In questa prospettiva, il profilo sensoriale e il posizionamento della miscela si affiancano al packaging e alle certificazioni nel definire la proposta commerciale. L’esperienza di Singapore ci ha permesso di raccogliere indicazioni preziose anche su questo fronte, mostrando quanto sia importante tradurre la storia dell’azienda e le caratteristiche del caffè in argomenti concreti, capaci di supportare il lavoro dei partner nei diversi mercati.
Da Singapore alle prossime tappe internazionali
Torniamo da SIGEP Asia con nuove relazioni da coltivare e una conoscenza più approfondita dei mercati dell’area. Il confronto avviato durante la manifestazione proseguirà nei prossimi mesi, trasformando gli spunti raccolti in valutazioni concrete per lo sviluppo internazionale dell’azienda.

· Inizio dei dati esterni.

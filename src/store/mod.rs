//! Score persistence: ledger gateway, Supabase integration and leaderboard

pub mod leaderboard;
pub mod ledger;
pub mod supabase;

use std::sync::Arc;

use tracing::{error, info, warn};

use crate::config::Config;

pub use leaderboard::Leaderboard;
pub use ledger::{LeaderboardEntry, LedgerError, MemoryLedger, ScoreLedger, SupabaseLedger};
pub use supabase::SupabaseClient;

/// Pick the ledger back end: Supabase when configured, otherwise in-memory
pub fn ledger_from_config(config: &Config) -> Arc<dyn ScoreLedger> {
    match &config.supabase {
        Some(supabase) => match SupabaseClient::new(supabase) {
            Ok(client) => {
                info!(url = %supabase.url, "Using Supabase score ledger");
                Arc::new(SupabaseLedger::new(client))
            }
            Err(e) => {
                error!(error = %e, "Failed to build Supabase client, scores are kept in memory only");
                Arc::new(MemoryLedger::new())
            }
        },
        None => {
            warn!("SUPABASE_URL not set, scores are kept in memory only");
            Arc::new(MemoryLedger::new())
        }
    }
}
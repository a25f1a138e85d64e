//! Fixed-period roster broadcast, independent of game events

use std::sync::Arc;
use std::time::Duration;

use tokio::time::{interval, MissedTickBehavior};
use tracing::{info, trace};

use crate::ws::hub::Hub;
use crate::ws::protocol::ServerMsg;

use super::snapshot::SnapshotBuilder;
use super::GameCore;

/// Pushes the full roster to every connection each period
pub struct BroadcastScheduler {
    game: Arc<GameCore>,
    hub: Hub,
    period: Duration,
    snapshot_builder: SnapshotBuilder,
}

impl BroadcastScheduler {
    pub fn new(game: Arc<GameCore>, hub: Hub, period: Duration) -> Self {
        Self {
            game,
            hub,
            period,
            snapshot_builder: SnapshotBuilder::new(),
        }
    }

    /// Take one roster snapshot and broadcast it. Both happen under the game
    /// lock, so the update can neither see a half-applied reset nor be queued
    /// behind the world it predates.
    pub fn tick(&mut self) -> ServerMsg {
        let Self {
            game,
            hub,
            snapshot_builder,
            ..
        } = self;

        let (msg, players, receivers) = game.with_roster(|generation, players| {
            let msg = snapshot_builder.build(generation, players);
            let receivers = hub.broadcast(msg.clone());
            (msg, players.len(), receivers)
        });

        trace!(
            tick = snapshot_builder.tick(),
            players,
            receivers,
            "Roster broadcast"
        );
        msg
    }

    /// Run forever. Late ticks are skipped rather than bunched up.
    pub async fn run(mut self) {
        info!(period_ms = self.period.as_millis() as u64, "Broadcast scheduler started");

        let mut ticker = interval(self.period);
        ticker.set_missed_tick_behavior(MissedTickBehavior::Skip);

        loop {
            ticker.tick().await;
            self.tick();
        }
    }
}
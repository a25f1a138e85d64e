//! Connection hub: fan-out to every socket plus one direct channel per socket

use std::sync::Arc;

use dashmap::DashMap;
use tokio::sync::{broadcast, mpsc};
use tracing::{debug, warn};
use uuid::Uuid;

use crate::ws::protocol::ServerMsg;

/// Buffered messages per connection before a slow client starts losing them
pub const CHANNEL_CAPACITY: usize = 64;

/// Receiving ends handed to a connection's writer task
pub struct Connection {
    pub direct_rx: mpsc::Receiver<ServerMsg>,
    pub broadcast_rx: broadcast::Receiver<ServerMsg>,
}

/// Routes outbound messages. Sending never waits on a socket: a full or
/// closed receiver only affects that receiver.
#[derive(Clone)]
pub struct Hub {
    all_tx: broadcast::Sender<ServerMsg>,
    direct: Arc<DashMap<Uuid, mpsc::Sender<ServerMsg>>>,
}

impl Hub {
    pub fn new() -> Self {
        let (all_tx, _) = broadcast::channel(CHANNEL_CAPACITY);
        Self {
            all_tx,
            direct: Arc::new(DashMap::new()),
        }
    }

    /// Register a connection and get its receiving ends
    pub fn register(&self, session_id: Uuid) -> Connection {
        let (direct_tx, direct_rx) = mpsc::channel(CHANNEL_CAPACITY);
        self.direct.insert(session_id, direct_tx);

        Connection {
            direct_rx,
            broadcast_rx: self.all_tx.subscribe(),
        }
    }

    pub fn unregister(&self, session_id: &Uuid) {
        self.direct.remove(session_id);
    }

    /// Send to one connection. Returns false if the message was dropped.
    pub fn send_to(&self, session_id: &Uuid, msg: ServerMsg) -> bool {
        let Some(tx) = self.direct.get(session_id).map(|r| r.value().clone()) else {
            debug!(session_id = %session_id, "No direct channel for session");
            return false;
        };

        match tx.try_send(msg) {
            Ok(()) => true,
            Err(mpsc::error::TrySendError::Full(_)) => {
                warn!(session_id = %session_id, "Direct channel full, dropping message");
                false
            }
            Err(mpsc::error::TrySendError::Closed(_)) => {
                debug!(session_id = %session_id, "Direct channel closed");
                false
            }
        }
    }

    /// Send to every connection. Returns how many receivers were subscribed.
    pub fn broadcast(&self, msg: ServerMsg) -> usize {
        // Err only means nobody is connected
        self.all_tx.send(msg).unwrap_or(0)
    }

    pub fn connection_count(&self) -> usize {
        self.direct.len()
    }
}

impl Default for Hub {
    fn default() -> Self {
        Self::new()
    }
}

#[cfg(test)]
mod tests {
    use super::*;

    fn score(score: u32) -> ServerMsg {
        ServerMsg::ScoreUpdate { score }
    }

    #[tokio::test]
    async fn test_direct_message_reaches_only_target() {
        let hub = Hub::new();
        let a = Uuid::new_v4();
        let b = Uuid::new_v4();
        let mut conn_a = hub.register(a);
        let mut conn_b = hub.register(b);

        assert!(hub.send_to(&a, score(10)));

        assert_eq!(conn_a.direct_rx.recv().await, Some(score(10)));
        assert!(conn_b.direct_rx.try_recv().is_err());
    }

    #[tokio::test]
    async fn test_broadcast_reaches_everyone() {
        let hub = Hub::new();
        let mut conns: Vec<Connection> = (0..3).map(|_| hub.register(Uuid::new_v4())).collect();

        assert_eq!(hub.broadcast(score(1)), 3);
        for conn in &mut conns {
            assert_eq!(conn.broadcast_rx.recv().await.unwrap(), score(1));
        }
    }

    #[test]
    fn test_broadcast_without_connections_is_harmless() {
        let hub = Hub::new();
        assert_eq!(hub.broadcast(score(1)), 0);
    }

    #[test]
    fn test_full_direct_channel_drops_without_blocking() {
        let hub = Hub::new();
        let id = Uuid::new_v4();
        let _conn = hub.register(id);

        for _ in 0..CHANNEL_CAPACITY {
            assert!(hub.send_to(&id, score(0)));
        }
        assert!(!hub.send_to(&id, score(0)));
    }

    #[tokio::test]
    async fn test_slow_receiver_lags_instead_of_blocking() {
        let hub = Hub::new();
        let mut slow = hub.register(Uuid::new_v4());

        for i in 0..(CHANNEL_CAPACITY as u32 + 5) {
            hub.broadcast(score(i));
        }

        assert!(matches!(
            slow.broadcast_rx.recv().await,
            Err(broadcast::error::RecvError::Lagged(5))
        ));
    }

    #[test]
    fn test_unregister_stops_direct_delivery() {
        let hub = Hub::new();
        let id = Uuid::new_v4();
        let _conn = hub.register(id);
        assert_eq!(hub.connection_count(), 1);

        hub.unregister(&id);
        assert_eq!(hub.connection_count(), 0);
        assert!(!hub.send_to(&id, score(0)));
    }
}
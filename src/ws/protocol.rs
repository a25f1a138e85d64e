//! WebSocket protocol message definitions
//! These are the wire types for client-server communication

use serde::{Deserialize, Serialize};
use uuid::Uuid;

use crate::game::{Player, Point, World};
use crate::store::LeaderboardEntry;

/// Messages sent from client to server
#[derive(Debug, Clone, PartialEq, Eq, Serialize, Deserialize)]
#[serde(tag = "type", rename_all = "camelCase")]
pub enum ClientMsg {
    /// Join the game with the current world
    Start,

    /// Move to an absolute cell
    Move {
        x: i32,
        y: i32,
        /// Generation of the world the client computed this move against
        generation: u64,
    },
}

/// Messages sent from server to client
#[derive(Debug, Clone, PartialEq, Eq, Serialize, Deserialize)]
#[serde(tag = "type", rename_all = "camelCase")]
pub enum ServerMsg {
    /// Full world snapshot. Sent on connect and after every regeneration.
    World(World),

    /// The session's own record, sent once after `start`
    PlayerAssigned(PlayerView),

    /// Every admitted player (sent at regular intervals)
    RosterUpdate {
        /// Broadcast tick number
        tick: u64,
        /// World the positions belong to; clients drop updates for other generations
        generation: u64,
        players: Vec<PlayerView>,
    },

    /// All players were moved to the new start point
    PositionsReset(Point),

    /// New score for the receiving session
    ScoreUpdate {
        score: u32,
    },

    /// Top scores from the ledger, highest first
    Leaderboard {
        entries: Vec<LeaderboardEntry>,
    },

    /// Event was dropped
    Error {
        code: String,
        message: String,
    },
}

/// Player state on the wire
#[derive(Debug, Clone, PartialEq, Eq, Serialize, Deserialize)]
pub struct PlayerView {
    pub id: Uuid,
    pub x: i32,
    pub y: i32,
    pub score: u32,
}

impl From<&Player> for PlayerView {
    fn from(p: &Player) -> Self {
        Self {
            id: p.id,
            x: p.position.x,
            y: p.position.y,
            score: p.score,
        }
    }
}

L’esperienza ha confermato l’interesse verso il caffè italiano e verso le imprese capaci di affiancare alla qualità del prodotto una storia solida e una proposta coerente con la propria identità.
Dopo l’esperienza di Varsavia, SIGEP Asia a Singapore chiude questa prima fase del calendario fieristico internazionale di Caffè Ottolina. Da settembre il percorso ripartirà con nuove tappe e nuove occasioni di incontro sui mercati esteri, fino all’appuntamento in Cina previsto a novembre 2026.